SAFETY AND SECURITY PORTFOLIO COMMITTEE
1 March 2000
SELEBI AND THE STRATEGIC FOCUS 2000 - 2003

Document handed out:
Strategic Focus 2000 to 2003 [This is a Corel Presentation file; email info@pmg.org.za for a copy if you have suitable software]

Chairperson: Mr G Mluleki

SUMMARY
A new strategy focussed at strengthening local police stations, fighting organised crime and doing away with corruption and ill discipline in the SAPS will be implemented from April 2000. The current 29 priority areas will be reduced to four in accordance with streamlining. The main focus will shift from individual crimes to syndicates, which is expected to cause a serious upset to organised crime. The object of the strategy is to deliver better quality service to the communities. One of the inadequacies of the SAPS is intelligence. A drive to recruit and train intelligence and detective personnel would be undertaken. Resources will be moved to where they are needed and training will also be dictated by need. Plans are also under way to raise morale and improve the working conditions of the police.

MINUTES
The Chairperson indicated that the Committee would like the SAPS National Commissioner, Mr J Selebi, and his delegation to brief it on, amongst others, corruption, transformation, gender issues in the SAPS and programs in the fight against crime.

National Commissioner J Selebi was accompanied by Deputy National Commissioners: Pruis, responsible for Unit on Crime Prevention; Williams, Chief of Crime Intelligence, Eloff, responsible for Support Strategy; Divisional Commissioners: Makubela; Strjdom; Schoeman, Hlela, Chief of Logistics; Craman; Mala Singh, Career Management; Magda Stander, Personnel Services; Ferreira, Training; Assistant Commissioner Jones; Director De Beer, Communications.

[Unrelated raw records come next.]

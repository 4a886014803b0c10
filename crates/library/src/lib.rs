pub mod cache;
pub mod discog;
pub mod files;

pub use cache::{CacheError, CacheStats, MemCache};
pub use discog::{DiscogError, Discography, RescanSummary, ScanFailure};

Introduction by National Commissioner Selebi
National Commissioner Selebi stated that he hoped that their relations with the Committee remain sound and nothing happens to antagonise the relationship. He pointed out that he was shocked by media reports that he had angered the Committee. He went on to explain that he would have wished to detail the SAPS plans to the Committee alone before revealing these to the media. The primary reason for the meeting is to discuss the SAPS programs and operations.

When the SAPS began transformation, the aim was to ensure effective service delivery - the process is not about number of persons with a particular skin colour but good service delivery.

The vision of the SAPS is to set up operational divisional commissioners and the shortest possible time is three years. Currently there are four main strategies; previously there were 29. The operational plan that has been developed was worked out on the basis of crime statistics in the country. The total number of police stations around the country is 1136 and the plan will concentrate resources on the stations that are in areas that account for 50% or more of the crime in the country. This is known as the geographical approach. If the media was not in the meeting the Committee would be told the exact areas.

In the past the police dealt with organised crime in a disjointed way. There were separate units for narcotics, hijackings, murder and robbery, and so on. However criminals work in syndicates. The plan is not to concentrate on individual crimes since syndicates have a tendency to operate in interrelated crimes. An organised crime-combating group is to deal with specific syndicates. Major syndicates impact on the economy and crime in the country. For instance, there is a syndicate dealing in stolen pharmaceuticals, hijacking trucks meant to deliver drugs and medicines to government hospitals and selling them to private doctors. Such operations surely affect the delivery of services by the government to the poor.

He acknowledged that there are problems in the SAPS. Ill discipline is to be confronted with determination. When the SAPS was demilitarised, it seems that discipline was thrown out with the bath water. Police attire and absenteeism needs addressing. Some features of ill discipline have been ascribed to the presence of unions within the police but Mr Selebi pointed out that the unions are vehemently opposed to ill discipline.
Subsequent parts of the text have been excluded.